| Article ID: | iaor1995937 |
| Country: | United States |
| Volume: | 50 |
| Issue: | 2 |
| Start Page Number: | 207 |
| End Page Number: | 221 |
| Publication Date: | Apr 1991 |
| Journal: | Artificial Intelligence |
| Authors: | Sarkar U.K., Chakrabarti P.P., Ghose S., Desarkar S.C. |
| Keywords: | programming: branch and bound |
It is known that a best-first search algorithm like A* requires too much space (which often renders it unusable) and a depth-first search strategy does not guarantee an optimal cost solution. The iterative-deepening algorithm IDA* achieves both space and cost optimality for a class of tree searching problems.

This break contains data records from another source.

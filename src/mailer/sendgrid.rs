//! SendGrid v3 mail-send client.

use serde_json::json;

use super::EmailSender;
use crate::config::EmailConfig;
use crate::error::{MailerError, Result};

const SENDGRID_SEND_URL: &str = "https://api.sendgrid.com/v3/mail/send";

/// Sends mail through the SendGrid HTTP API.
pub struct SendGridSender {
    client: reqwest::blocking::Client,
    api_key: String,
    from_email: String,
}

impl SendGridSender {
    pub fn new(api_key: impl Into<String>, from_email: impl Into<String>) -> Self {
        SendGridSender {
            client: reqwest::blocking::Client::new(),
            api_key: api_key.into(),
            from_email: from_email.into(),
        }
    }

    pub fn from_config(config: &EmailConfig) -> Self {
        Self::new(config.sendgrid_api_key.clone(), config.from_email.clone())
    }
}

impl EmailSender for SendGridSender {
    fn send_email(&self, to_email: &str, subject: &str, body_html: &str) -> Result<()> {
        let payload = json!({
            "personalizations": [{ "to": [{ "email": to_email }] }],
            "from": { "email": self.from_email },
            "subject": subject,
            "content": [{ "type": "text/html", "value": body_html }],
        });

        let response = self
            .client
            .post(SENDGRID_SEND_URL)
            .bearer_auth(&self.api_key)
            .json(&payload)
            .send()?;

        // SendGrid answers 202 when the message is accepted for delivery
        let status = response.status();
        if status.as_u16() == 202 {
            Ok(())
        } else {
            let body = response.text().unwrap_or_default();
            Err(MailerError::EmailSend(format!(
                "SendGrid returned {status}: {body}"
            )))
        }
    }
}
use thiserror::Error;

#[derive(Error, Debug)]
pub enum MailerError {
    #[error("Member data error: {0}")]
    MemberData(String),

    #[error("Failed to load {kind} CSV '{path}': {source}")]
    MemberDataParse {
        kind: &'static str,
        path: String,
        #[source]
        source: csv::Error,
    },

    #[error("CSV error: {0}")]
    Csv(#[from] csv::Error),

    #[error("I/O error: {0}")]
    Io(#[from] std::io::Error),

    #[error("Configuration error: {0}")]
    Config(String),

    #[error("Template error: {0}")]
    Template(String),

    #[error("Email send failed: {0}")]
    EmailSend(String),

    #[error("HTTP request failed: {0}")]
    Http(#[from] reqwest::Error),

    #[error("Environment variable error: {0}")]
    Env(#[from] std::env::VarError),
}

pub type Result<T> = std::result::Result<T, MailerError>;
use std::fs;
use tracing_subscriber::{fmt, prelude::*, EnvFilter};

/// Initializes the logging system with both console and file output.
pub fn init_logging() {
    // Ensure logs directory exists
    let _ = fs::create_dir_all("logs");

    // Create a non-blocking file appender for daily log rotation
    let file_appender = tracing_appender::rolling::daily("logs", "mailer.log");
    let (non_blocking_writer, _guard) = tracing_appender::non_blocking(file_appender);

    // Create a JSON layer for file logging
    let file_layer = fmt::layer().json().with_writer(non_blocking_writer);

    // Create a formatted layer for console logging
    let console_layer = fmt::layer().with_writer(std::io::stderr);

    // Set the global default subscriber
    tracing_subscriber::registry()
        .with(EnvFilter::from_default_env().add_directive("auxct_mailer=info".parse().unwrap()))
        .with(file_layer)
        .with(console_layer)
        .init();

    // We need to keep the guard in scope to ensure logs are flushed on exit
    std::mem::forget(_guard);
}
//! Source column names arrive human-readable ("Member #", "Date/Time");
//! templates need identifier-safe keys. Normalization supplements, it never
//! replaces: both spellings map to the same value afterwards.

use crate::context::Context;

/// Add an identifier-safe alias for every key in the record. Existing keys
/// are preserved; when an alias collides with an existing key the alias
/// value wins (last write).
pub fn normalize_keys(record: &Context) -> Context {
    let mut out = record.clone();
    for (key, value) in record {
        out.insert(normalize_key(key), value.clone());
    }
    out
}

/// Lowercase, spaces and slashes to underscores, `#` to "num", `?` dropped,
/// anything else outside `[a-z0-9_]` dropped.
fn normalize_key(key: &str) -> String {
    let mut out = String::with_capacity(key.len());
    for c in key.to_lowercase().chars() {
        match c {
            ' ' | '/' => out.push('_'),
            '#' => out.push_str("num"),
            '?' => {}
            c if c.is_ascii_alphanumeric() || c == '_' => out.push(c),
            _ => {}
        }
    }
    out
}
//! Variable-substitution renderer standing in at the templating boundary.
//! The pipeline contract is the flat context map; anything more expressive
//! belongs to an external templating collaborator.

use std::path::PathBuf;

use once_cell::sync::Lazy;
use regex::{Captures, Regex};
use serde_json::Value;

use crate::context::Context;
use crate::error::{MailerError, Result};

static PLACEHOLDER_RE: Lazy<Regex> =
    Lazy::new(|| Regex::new(r"\{\{\s*([A-Za-z0-9_]+)\s*\}\}").expect("placeholder pattern is valid"));

pub struct TemplateEngine {
    template_dir: PathBuf,
}

impl TemplateEngine {
    pub fn new(template_dir: Option<&str>) -> Self {
        TemplateEngine {
            template_dir: PathBuf::from(template_dir.unwrap_or("templates")),
        }
    }

    /// Render a template file from the templates directory.
    pub fn render_file(&self, name: &str, context: &Context) -> Result<String> {
        let path = self.template_dir.join(name);
        let source = std::fs::read_to_string(&path).map_err(|e| {
            MailerError::Template(format!("Failed to read template '{}': {e}", path.display()))
        })?;
        Ok(self.render_str(&source, context))
    }

    /// Render `{{ key }}` placeholders from the context. Unknown keys and
    /// null values render empty.
    pub fn render_str(&self, source: &str, context: &Context) -> String {
        PLACEHOLDER_RE
            .replace_all(source, |caps: &Captures| {
                context.get(&caps[1]).map(render_value).unwrap_or_default()
            })
            .into_owned()
    }
}

fn render_value(value: &Value) -> String {
    match value {
        Value::String(s) => s.clone(),
        Value::Null => String::new(),
        other => other.to_string(),
    }
}

#[cfg(test)]
mod tests {
    use super::*;
    use serde_json::json;

    fn context(pairs: &[(&str, Value)]) -> Context {
        pairs
            .iter()
            .map(|(k, v)| (k.to_string(), v.clone()))
            .collect()
    }

    #[test]
    fn substitutes_placeholders() {
        let engine = TemplateEngine::new(None);
        let ctx = context(&[
            ("first_name_titlecase", json!("John")),
            ("current_year", json!(2025)),
        ]);
        let rendered = engine.render_str(
            "Hello {{ first_name_titlecase }}, welcome to {{current_year}}.",
            &ctx,
        );
        assert_eq!(rendered, "Hello John, welcome to 2025.");
    }

    #[test]
    fn unknown_and_null_placeholders_render_empty() {
        let engine = TemplateEngine::new(None);
        let ctx = context(&[("uniform_inspection", Value::Null)]);
        assert_eq!(
            engine.render_str("[{{ missing }}][{{ uniform_inspection }}]", &ctx),
            "[][]"
        );
    }

    #[test]
    fn missing_template_file_is_a_template_error() {
        let dir = tempfile::tempdir().unwrap();
        let engine = TemplateEngine::new(Some(dir.path().to_str().unwrap()));
        let err = engine.render_file("nope.html", &Context::new()).unwrap_err();
        assert!(matches!(err, MailerError::Template(_)));
    }
}
//! Member record loading and multi-source reconciliation.
//!
//! The training export is the required spine; email and unit reference
//! tables, when supplied, are left-joined onto it. Unresolved references
//! keep nulls. The only fatal failures are a missing or unparseable
//! training source.

pub mod table;
pub mod units;

use std::collections::HashMap;
use std::path::{Path, PathBuf};

use serde_json::Value;
use tracing::info;

use crate::context::{title_case, value_to_string, Context};
use crate::error::{MailerError, Result};
use table::Table;

/// Join key column in the training table.
const MEMBER_KEY_TRAINING: &str = "Member #";
/// Join key column in the email table.
const MEMBER_KEY_EMAIL: &str = "Member ID";
/// Unit join key, derived for training rows and native to the unit table.
const UNIT_KEY: &str = "Unit Number";
/// The free-text column embedding `Unit: NNNNNNN`. Matched by substring
/// since exports append arrows or whitespace to the header.
const UNIT_SOURCE_COLUMN: &str = "Unit/Member/Competency/Status";

/// Manages member records joined from CSV sources.
pub struct MemberDatabase {
    training_csv: PathBuf,
    email_csv: Option<PathBuf>,
    units_csv: Option<PathBuf>,
    members: Option<Vec<Context>>,
}

impl MemberDatabase {
    pub fn new(
        training_csv: impl AsRef<Path>,
        email_csv: Option<&str>,
        units_csv: Option<&str>,
    ) -> Self {
        MemberDatabase {
            training_csv: training_csv.as_ref().to_path_buf(),
            email_csv: email_csv.map(PathBuf::from),
            units_csv: units_csv.map(PathBuf::from),
            members: None,
        }
    }

    /// Load and join the member records. Missing optional sources silently
    /// disable their enrichment.
    pub fn load(&mut self) -> Result<()> {
        if !self.training_csv.exists() {
            return Err(MailerError::MemberData(format!(
                "Training database not found: {}",
                self.training_csv.display()
            )));
        }

        let mut training =
            Table::from_path(&self.training_csv).map_err(|source| MailerError::MemberDataParse {
                kind: "training",
                path: self.training_csv.display().to_string(),
                source,
            })?;

        training.trim_column(MEMBER_KEY_TRAINING);
        annotate_unit_numbers(&mut training);

        let email_table = match load_optional(&self.email_csv, "email")? {
            Some(mut table) => {
                table.trim_column(MEMBER_KEY_EMAIL);
                Some(table)
            }
            None => None,
        };

        if let Some(units_table) = load_optional(&self.units_csv, "units")? {
            join_units(
                &mut training,
                units_table,
                email_table.as_ref().map(Table::rows),
            );
        }

        if let Some(email_table) = email_table {
            join_email(&mut training, email_table);
        }

        info!("Loaded {} member records", training.rows().len());
        self.members = Some(training.into_rows());
        Ok(())
    }

    /// All joined member records.
    pub fn get_all_members(&mut self) -> Result<Vec<Context>> {
        if self.members.is_none() {
            self.load()?;
        }
        Ok(self.members.clone().unwrap_or_default())
    }

    /// Filter members by exact stringified equality on the given columns.
    /// Criteria naming unknown columns are ignored.
    pub fn filter_members(&mut self, criteria: &[(String, String)]) -> Result<Vec<Context>> {
        let members = self.get_all_members()?;
        Ok(members
            .into_iter()
            .filter(|row| {
                criteria.iter().all(|(column, wanted)| match row.get(column) {
                    Some(value) => value_to_string(value) == *wanted,
                    None => true,
                })
            })
            .collect())
    }
}

fn load_optional(path: &Option<PathBuf>, kind: &'static str) -> Result<Option<Table>> {
    match path {
        Some(path) if path.exists() => {
            let table = Table::from_path(path).map_err(|source| MailerError::MemberDataParse {
                kind,
                path: path.display().to_string(),
                source,
            })?;
            Ok(Some(table))
        }
        _ => Ok(None),
    }
}

/// Derive `Unit Number` and `Unit Number Pretty` for every training row
/// from the free-text competency column. No match means null, not an error.
fn annotate_unit_numbers(training: &mut Table) {
    let Some(source_col) = training.find_header(UNIT_SOURCE_COLUMN).map(str::to_string) else {
        return;
    };
    training.add_header(UNIT_KEY);
    training.add_header("Unit Number Pretty");

    for row in training.rows_mut() {
        let unit_number = row
            .get(&source_col)
            .and_then(Value::as_str)
            .and_then(units::extract_unit_number);
        let pretty = unit_number
            .as_deref()
            .and_then(units::pretty_unit_number);
        row.insert(UNIT_KEY.to_string(), opt_string(unit_number));
        row.insert("Unit Number Pretty".to_string(), opt_string(pretty));
    }
}

/// Left-join the unit reference table onto training rows by unit number,
/// carrying its raw columns plus prettified names and supervisory-role
/// contact derivations.
fn join_units(training: &mut Table, units_table: Table, email_rows: Option<&[Context]>) {
    // Columns every training row will receive, resolved or null.
    let mut unit_columns: Vec<String> = Vec::new();
    for col in units_table.headers() {
        if col == UNIT_KEY {
            continue;
        }
        unit_columns.push(col.clone());
        if col == "Unit Name" {
            unit_columns.push("Unit Name Pretty".to_string());
        }
    }
    for role in units::SUPERVISORY_ROLES {
        if units_table.has_header(&format!("{role} Name")) {
            unit_columns.push(format!("{role} Name Pretty"));
            unit_columns.push(format!("{role} Display Name"));
            if email_rows.is_some() {
                unit_columns.push(format!("{role} Email"));
            }
        }
    }

    let renames = collision_renames(training, &unit_columns, "Unit");
    for col in &unit_columns {
        training.add_header(&renames[col]);
    }

    // Enrichment per unit number. The literal string "nan" is a missing
    // unit number, not a unit.
    let mut by_unit: HashMap<String, Context> = HashMap::new();
    for row in units_table.rows() {
        let number = row
            .get(UNIT_KEY)
            .map(value_to_string)
            .map(|s| s.trim().to_string())
            .unwrap_or_default();
        if number.is_empty() || number == "nan" {
            continue;
        }

        let mut enrichment = Context::new();
        for (col, value) in row {
            if col == UNIT_KEY {
                continue;
            }
            enrichment.insert(col.clone(), value.clone());
            if col == "Unit Name" {
                let pretty = value.as_str().map(units::prettify_unit_name);
                enrichment.insert("Unit Name Pretty".to_string(), opt_string(pretty));
            }
        }
        for role in units::SUPERVISORY_ROLES {
            let name_col = format!("{role} Name");
            let Some(raw_name) = row.get(&name_col).and_then(Value::as_str) else {
                continue;
            };
            enrichment.insert(
                format!("{role} Name Pretty"),
                Value::String(title_case(raw_name)),
            );
            enrichment.insert(
                format!("{role} Display Name"),
                opt_string(units::display_name(raw_name)),
            );
            if let Some(email_rows) = email_rows {
                enrichment.insert(
                    format!("{role} Email"),
                    opt_string(units::resolve_role_email(raw_name, email_rows)),
                );
            }
        }

        by_unit.entry(number).or_insert(enrichment);
    }

    for row in training.rows_mut() {
        let key = row.get(UNIT_KEY).map(value_to_string).unwrap_or_default();
        let enrichment = by_unit.get(&key);
        for col in &unit_columns {
            let value = enrichment
                .and_then(|e| e.get(col))
                .cloned()
                .unwrap_or(Value::Null);
            row.insert(renames[col].clone(), value);
        }
    }
}

/// Left-join the email table onto training rows by member identifier.
/// Unmatched training rows keep nulls for every email-sourced column.
fn join_email(training: &mut Table, email_table: Table) {
    let email_columns: Vec<String> = email_table.headers().to_vec();
    let renames = collision_renames(training, &email_columns, "Email");
    for col in &email_columns {
        training.add_header(&renames[col]);
    }

    let mut by_member: HashMap<String, &Context> = HashMap::new();
    for row in email_table.rows() {
        let key = row
            .get(MEMBER_KEY_EMAIL)
            .map(value_to_string)
            .unwrap_or_default();
        if key.is_empty() {
            continue;
        }
        by_member.entry(key).or_insert(row);
    }

    for row in training.rows_mut() {
        let key = row
            .get(MEMBER_KEY_TRAINING)
            .map(value_to_string)
            .unwrap_or_default();
        let matched = by_member.get(key.as_str()).copied();
        for col in &email_columns {
            let value = matched
                .and_then(|m| m.get(col))
                .cloned()
                .unwrap_or(Value::Null);
            row.insert(renames[col].clone(), value);
        }
    }
}

/// Non-key incoming columns that collide with an existing column are
/// renamed with a source-qualified suffix instead of positional suffixes.
fn collision_renames(
    training: &Table,
    columns: &[String],
    source: &str,
) -> HashMap<String, String> {
    columns
        .iter()
        .map(|col| {
            let renamed = if training.has_header(col) {
                format!("{col} ({source})")
            } else {
                col.clone()
            };
            (col.clone(), renamed)
        })
        .collect()
}

fn opt_string(value: Option<String>) -> Value {
    value.map(Value::String).unwrap_or(Value::Null)
}
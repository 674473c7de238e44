//! CSV source loading. Rows become ordered key -> value maps keyed by the
//! header row; empty cells load as null so downstream rules can tell
//! "missing" from "empty string" the same way for every source.

use std::path::Path;

use serde_json::Value;

use crate::context::Context;

/// One tabular source: header order plus one row-map per data row.
#[derive(Debug, Clone, Default)]
pub struct Table {
    headers: Vec<String>,
    rows: Vec<Context>,
}

impl Table {
    pub fn from_path(path: &Path) -> std::result::Result<Self, csv::Error> {
        let mut reader = csv::ReaderBuilder::new().flexible(true).from_path(path)?;
        let headers: Vec<String> = reader.headers()?.iter().map(str::to_string).collect();

        let mut rows = Vec::new();
        for record in reader.records() {
            let record = record?;
            let mut row = Context::new();
            for (i, header) in headers.iter().enumerate() {
                let cell = record.get(i).unwrap_or("");
                let value = if cell.is_empty() {
                    Value::Null
                } else {
                    Value::String(cell.to_string())
                };
                row.insert(header.clone(), value);
            }
            rows.push(row);
        }

        Ok(Table { headers, rows })
    }

    pub fn headers(&self) -> &[String] {
        &self.headers
    }

    pub fn has_header(&self, name: &str) -> bool {
        self.headers.iter().any(|h| h == name)
    }

    /// Find a header by substring, tolerating variants with trailing
    /// whitespace or sort-direction arrows appended by the export tool.
    pub fn find_header(&self, needle: &str) -> Option<&str> {
        self.headers
            .iter()
            .find(|h| h.contains(needle))
            .map(String::as_str)
    }

    /// Register a derived column so later collision checks see it. Values
    /// are inserted per-row by the caller.
    pub fn add_header(&mut self, name: &str) {
        if !self.has_header(name) {
            self.headers.push(name.to_string());
        }
    }

    pub fn rows(&self) -> &[Context] {
        &self.rows
    }

    pub fn rows_mut(&mut self) -> &mut [Context] {
        &mut self.rows
    }

    pub fn into_rows(self) -> Vec<Context> {
        self.rows
    }

    /// Trim whitespace around every value in a column, in place. Join keys
    /// arrive padded from some exports.
    pub fn trim_column(&mut self, name: &str) {
        if !self.has_header(name) {
            return;
        }
        for row in &mut self.rows {
            if let Some(Value::String(s)) = row.get_mut(name) {
                let trimmed = s.trim().to_string();
                *s = trimmed;
            }
        }
    }
}
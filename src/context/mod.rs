//! Per-member template context construction.
//!
//! Each stage receives the accumulated context and returns an extended one;
//! stages only ever add keys. The fixed order is: key normalization, date
//! context, name formatting, uniform inspection, course warnings.

pub mod courses;
pub mod dates;
pub mod inspection;
pub mod keys;

use chrono::{Local, NaiveDate};
use serde_json::Value;

pub use courses::{CourseCatalog, CourseDefinition, CourseWarning};

/// A flat key -> value mapping handed to the templating layer. Insertion
/// order follows source column order.
pub type Context = serde_json::Map<String, Value>;

/// Build the full template context for one member record.
pub fn normalize_template_context(
    record: &Context,
    catalog: Option<&CourseCatalog>,
    extraction_date: Option<&str>,
) -> Context {
    normalize_template_context_at(
        record,
        catalog,
        extraction_date,
        Local::now().date_naive(),
    )
}

/// Same as [`normalize_template_context`] with an explicit "today" so the
/// date rules can be pinned in tests.
pub fn normalize_template_context_at(
    record: &Context,
    catalog: Option<&CourseCatalog>,
    extraction_date: Option<&str>,
    today: NaiveDate,
) -> Context {
    let ctx = keys::normalize_keys(record);
    let ctx = dates::add_date_context_at(ctx, extraction_date, today);
    let ctx = format_names(ctx);
    let ctx = inspection::check_uniform_inspection_at(ctx, today);
    courses::process_course_warnings_at(ctx, catalog, extraction_date, today)
}

/// Title-case a member-facing string from an all-caps source export. An
/// alphabetic character is uppercased when it starts a run of alphabetic
/// characters and lowercased otherwise.
pub fn title_case(s: &str) -> String {
    let mut out = String::with_capacity(s.len());
    let mut prev_alpha = false;
    for c in s.chars() {
        if c.is_alphabetic() {
            if prev_alpha {
                out.extend(c.to_lowercase());
            } else {
                out.extend(c.to_uppercase());
            }
            prev_alpha = true;
        } else {
            out.push(c);
            prev_alpha = false;
        }
    }
    out
}

/// Add `first_name_titlecase` for a friendlier greeting, leaving the
/// original first name untouched for member-info display.
pub fn format_names(mut ctx: Context) -> Context {
    let first_name = lookup(&ctx, "first_name")
        .or_else(|| lookup(&ctx, "First Name"))
        .cloned();

    let value = match &first_name {
        Some(Value::String(s)) if is_all_uppercase(s) => Value::String(title_case(s)),
        Some(v) => v.clone(),
        None => Value::Null,
    };
    ctx.insert("first_name_titlecase".to_string(), value);
    ctx
}

fn is_all_uppercase(s: &str) -> bool {
    s.chars().any(|c| c.is_uppercase()) && !s.chars().any(|c| c.is_lowercase())
}

/// Fetch a usable value for `key`: present, non-null, and not an empty
/// string. The normalized key is probed before the original-cased one by
/// callers, so the earlier pipeline stage's value wins.
pub(crate) fn lookup<'a>(ctx: &'a Context, key: &str) -> Option<&'a Value> {
    match ctx.get(key) {
        Some(Value::Null) => None,
        Some(Value::String(s)) if s.is_empty() => None,
        Some(v) => Some(v),
        None => None,
    }
}

/// Stringify a cell the way it would print: strings as-is, numbers and
/// booleans via their display form, null as empty.
pub(crate) fn value_to_string(v: &Value) -> String {
    match v {
        Value::String(s) => s.clone(),
        Value::Null => String::new(),
        other => other.to_string(),
    }
}
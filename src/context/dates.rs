//! Calendar reference values for template logic: current-year boundaries,
//! the extraction date, and the rolling 365-day horizon.

use chrono::{Datelike, Duration, Local, NaiveDate};
use serde_json::Value;
use tracing::warn;

use crate::context::Context;

/// Every source date in the member exports uses this format.
pub const DATE_FMT: &str = "%m/%d/%Y";

/// Add date context keys. An unparseable `extraction_date` logs a warning
/// and falls back to today as the reference date.
pub fn add_date_context(ctx: Context, extraction_date: Option<&str>) -> Context {
    add_date_context_at(ctx, extraction_date, Local::now().date_naive())
}

pub fn add_date_context_at(
    mut ctx: Context,
    extraction_date: Option<&str>,
    today: NaiveDate,
) -> Context {
    let parsed = extraction_date.map(|raw| (raw, NaiveDate::parse_from_str(raw, DATE_FMT)));

    let reference_date = match &parsed {
        Some((_, Ok(date))) => *date,
        Some((raw, Err(_))) => {
            warn!("Invalid extraction date format: {raw}. Using today.");
            today
        }
        None => today,
    };

    let year = today.year();
    ctx.insert("current_year".to_string(), Value::from(year));
    ctx.insert(
        "current_year_start".to_string(),
        Value::from(format!("1/1/{year}")),
    );
    ctx.insert(
        "current_year_end".to_string(),
        Value::from(format!("12/31/{year}")),
    );

    // A valid extraction date is echoed back verbatim; anything else
    // becomes today's date.
    let echoed = match &parsed {
        Some((raw, Ok(_))) => (*raw).to_string(),
        _ => today.format(DATE_FMT).to_string(),
    };
    ctx.insert("extraction_date".to_string(), Value::from(echoed));

    let plus_365 = reference_date + Duration::days(365);
    ctx.insert(
        "extraction_plus_365".to_string(),
        Value::from(plus_365.format(DATE_FMT).to_string()),
    );

    ctx
}
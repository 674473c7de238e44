pub mod config;
pub mod context;
pub mod error;
pub mod logging;
pub mod mailer;
pub mod records;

However, for many other problems, it takes too much of computation time due to excessive reexpansion of nodes. This paper presents a modification of IDA* to an admissible iterative depth-first branch and bound algorithm IDA*-CR for trees which overcomes this drawback of IDA* and operates much faster using the same amount of storage. Algorithm IDA*-CRA, a bounded suboptimal cost variation of IDA*-CR is also presented in order to reduce the execution time still further. Results with the 0/1 Knapsack Problem, Travelling Salesman Problem, and the Flow Shop Scheduling Problem are shown.